One year ago, my world fell apart.

One year ago, I almost lost everything.

But I didn’t.

We survived.

I followed an angel down through the gates; I can only thank God it was not too late.

I found my place. I can only thank God it was not too late.

http://youtu.be/-nUgEt_MZOQ

Monday, February 15, 2010

Waiting On My Thirty Pieces Of Silver

Posted by Leslie, Daniel's Mom.

Ante-script: My mother has early onset dementia. She is not yet 70 years old and her deterioration is fast, quiet, harsh, and ceaseless. Suicide is very rare among patients with this type of dementia (mostly because they haven’t the ability to plan and process the act) but we have a strong family history—her own father, in fact. Today my father took a gun out of her hand but I can't speak to how or why it was there. I am not there. I can’t be there. I am far away with three children—one is Daniel, my little piece of God. My sister is there, but for reasons never given, she wants nothing from me—I “breeze in” for visits. (Anybody else “breeze” anywhere with a special needs kid? Did I miss that workshop?) Anyway, this piece is almost a year old (2/09)—she visited us back then with the fully disclosed understanding that I would submit my observations to her doctor. Truly, as much as mothers watch our babies change in a year, so has this daughter watched her mother change, only in a backwards dying way. I will need to write on this again, so background information seemed only fair enough to offer.

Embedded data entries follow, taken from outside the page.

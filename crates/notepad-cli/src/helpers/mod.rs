//! Helper functions shared by commands.

pub mod input;

pub use input::{parse_json_args, read_text, resolve_password, TrailingNewline};
//! Text commands: `stats`, `detect`, `search`, `replace` and `format`.

use notepad_core::text::{
    detect_patterns, format_text, replace, search, text_stats, FormattingOptions, ReplaceOptions,
    SearchOptions, TextDetection,
};

use crate::app::AppContext;
use crate::cli::{FormatArgs, ReplaceArgs, SearchArgs, TextInput};
use crate::errors::CliError;
use crate::helpers::{read_text, TrailingNewline};
use crate::ui::{badge, header, kv, print, print_json, table, Badge, Column};

pub fn handle_stats(ctx: &AppContext, input: &TextInput) -> anyhow::Result<()> {
    let ui = ctx.ui_context();
    let text = read_text(input.text.as_deref(), TrailingNewline::Strip)?;
    let stats = text_stats(&text);

    if ui.mode.is_json() {
        return print_json(&stats);
    }

    let rows = vec![
        ("Characters", stats.character_count.to_string()),
        ("Characters No Spaces", stats.character_count_no_spaces.to_string()),
        ("Words", stats.word_count.to_string()),
        ("Unique Words", stats.unique_word_count.to_string()),
        ("Sentences", stats.sentence_count.to_string()),
        ("Paragraphs", stats.paragraph_count.to_string()),
        ("Lines", stats.line_count.to_string()),
        ("Average Word Length", format!("{:.2}", stats.average_word_length)),
        ("Reading Minutes", format!("{:.2}", stats.reading_time_minutes)),
        ("Speaking Minutes", format!("{:.2}", stats.speaking_time_minutes)),
    ];

    if ui.mode.is_pretty() {
        print(&ui, &header(&ui, "stats", None));
        let rows: Vec<Vec<String>> = rows
            .into_iter()
            .map(|(metric, value)| vec![metric.to_string(), value])
            .collect();
        print(&ui, &table(&ui, &[Column::new("Metric"), Column::new("Value")], &rows));
    } else {
        for (metric, value) in rows {
            print(&ui, &kv(&ui, metric, &value));
        }
    }
    Ok(())
}

/// Flatten a detection into `(kind, value)` pairs in display order.
fn detection_rows(detection: &TextDetection) -> Vec<(&'static str, &str)> {
    let groups: [(&'static str, &Vec<String>); 6] = [
        ("url", &detection.urls),
        ("email", &detection.emails),
        ("phone", &detection.phone_numbers),
        ("hashtag", &detection.hashtags),
        ("mention", &detection.mentions),
        ("date", &detection.dates),
    ];
    groups
        .into_iter()
        .flat_map(|(kind, values)| values.iter().map(move |v| (kind, v.as_str())))
        .collect()
}

pub fn handle_detect(ctx: &AppContext, input: &TextInput) -> anyhow::Result<()> {
    let ui = ctx.ui_context();
    let text = read_text(input.text.as_deref(), TrailingNewline::Strip)?;
    let detection = detect_patterns(&text);

    if ui.mode.is_json() {
        return print_json(&detection);
    }

    let rows = detection_rows(&detection);
    if ui.mode.is_pretty() {
        print(&ui, &header(&ui, "detect", None));
        if rows.is_empty() {
            print(&ui, &badge(&ui, Badge::Info, "No patterns found"));
            return Ok(());
        }
        let rows: Vec<Vec<String>> = rows
            .into_iter()
            .map(|(kind, value)| vec![kind.to_string(), value.to_string()])
            .collect();
        print(&ui, &table(&ui, &[Column::new("Kind"), Column::new("Value")], &rows));
    } else {
        for (kind, value) in rows {
            print(&ui, &kv(&ui, kind, value));
        }
    }
    Ok(())
}

pub fn handle_search(ctx: &AppContext, args: &SearchArgs) -> anyhow::Result<()> {
    let ui = ctx.ui_context();
    let config = ctx.config()?;
    let text = read_text(args.input.text.as_deref(), TrailingNewline::Strip)?;

    let options = SearchOptions {
        case_sensitive: args.case_sensitive || config.search.case_sensitive,
        is_regex: args.regex,
        context_chars: args.context.unwrap_or(config.search.context_chars),
    };
    let result = search(&text, &args.term, &options);
    if let Some(error) = result.error {
        return Err(CliError::invalid_input(error).into());
    }

    if ui.mode.is_json() {
        return print_json(&result);
    }

    let rows: Vec<Vec<String>> = result
        .matches
        .iter()
        .map(|m| {
            vec![
                m.line_number.to_string(),
                m.start.to_string(),
                m.matched_text.clone(),
                m.context.replace('\n', " "),
            ]
        })
        .collect();

    if ui.mode.is_pretty() {
        let summary = format!("{} match(es)", result.match_count);
        print(&ui, &header(&ui, "search", Some(&summary)));
        if rows.is_empty() {
            print(&ui, &badge(&ui, Badge::Info, "No matches"));
            return Ok(());
        }
    }
    if !rows.is_empty() {
        let columns = [
            Column::new("Line"),
            Column::new("Offset"),
            Column::new("Match"),
            Column::new("Context"),
        ];
        print(&ui, &table(&ui, &columns, &rows));
    }
    Ok(())
}

pub fn handle_replace(ctx: &AppContext, args: &ReplaceArgs) -> anyhow::Result<()> {
    let ui = ctx.ui_context();
    let config = ctx.config()?;
    let text = read_text(args.input.text.as_deref(), TrailingNewline::Strip)?;

    let options = ReplaceOptions {
        replace_all: args.all,
        case_sensitive: args.case_sensitive || config.search.case_sensitive,
        is_regex: args.regex,
    };
    let result = replace(&text, &args.term, &args.replacement, &options);
    if !result.success {
        let error = result.error.unwrap_or_else(|| "Replace failed".to_string());
        return Err(CliError::invalid_input(error).into());
    }

    if ui.mode.is_json() {
        return print_json(&result);
    }
    if ui.mode.is_pretty() {
        let message = format!("{} replacement(s)", result.replacement_count);
        eprintln!("{}", badge(&ui, Badge::Ok, &message));
    }
    println!("{}", result.result_text);
    Ok(())
}

impl From<&FormatArgs> for FormattingOptions {
    fn from(args: &FormatArgs) -> Self {
        Self {
            trim: args.trim,
            remove_extra_spaces: args.squeeze_spaces,
            remove_line_breaks: args.join_lines,
            to_upper_case: args.upper,
            to_lower_case: args.lower,
            to_title_case: args.title,
            to_sentence_case: args.sentence,
            sort_lines: args.sort,
            remove_duplicate_lines: args.dedup,
            reverse: args.reverse,
        }
    }
}

pub fn handle_format(ctx: &AppContext, args: &FormatArgs) -> anyhow::Result<()> {
    let ui = ctx.ui_context();
    let text = read_text(args.input.text.as_deref(), TrailingNewline::Strip)?;
    let result = format_text(&text, &FormattingOptions::from(args));

    if ui.mode.is_json() {
        return print_json(&result);
    }
    if ui.mode.is_pretty() {
        if result.changes_made.is_empty() {
            eprintln!("{}", badge(&ui, Badge::Warn, "No formatting options selected"));
        }
        for change in &result.changes_made {
            eprintln!("{}", badge(&ui, Badge::Ok, change));
        }
    }
    println!("{}", result.formatted_text);
    Ok(())
}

I submitted my super (and completely un-) secret documentation of mom's visit to her doctor as directed. Or, rather, I emailed it to my dad and he submitted it because I just couldn't send all that crap directly to a stranger.

You see, I told on my mother. Laid out her secrets, one by one, day by day. I kissed her on both cheeks and now they will surely come for her.

It would appear that my mother is only able to function as a result of my father's constant vigilance and well-honed sense of I-Know-What's-Rightiness. It would appear that way because without my father, she is just simply un-able. Unable to what? Well, it's all right there in the document, and frankly, you should probably be on the lookout for a copy because my father is forwarding it around like one of those 'This is Cute' emails. And this, this horrid thing that is scraping my mother away from the inside out, is not cute at all.
She's been gone a week today and my anger is becoming soft and grief-y. Well, you would be angry too (maybe) if you had to hide food and tape containers shut and guard your kids' snacks and wonder why the autistic kid keeps bringing his empty snack bowl back for more crackers(vocab: perseverity/eating disorder--elderly onset) and double check the doors and gates left open and listen to endless lies (vocab: confabulation) and accusations that your Daniel stole her watch. And you would especially maybe be mad if you, somewhere in the back of your head, thought that When Mama Comes It Will Get Better. It was not better. It was her making kids cry at the twins’ birthday party because she wanted to Huuuuuuuug them. Like a very scary Grandma Clown. It was her ignoring her beautiful grandchildren unless they were packing graham crackers (vocab: apathy). It was her describing her father's death (suicide by gunshot, btw) to your children in lurid detail while you did everything but gag her to stop it (vocab: comportment and insight, executive skills). God save me, it was her wanting to pray over Daniel so that he might be healed. Healed. (See prev. entries regarding how he's glorious and I am a mess) I could not bear for Daniel to hear what she might say during this over-praying thing(No vocab for that, but boy, it pissed me off something fierce). It was her no longer able call a light a light or a bowl a bowl (vocab: agnosia).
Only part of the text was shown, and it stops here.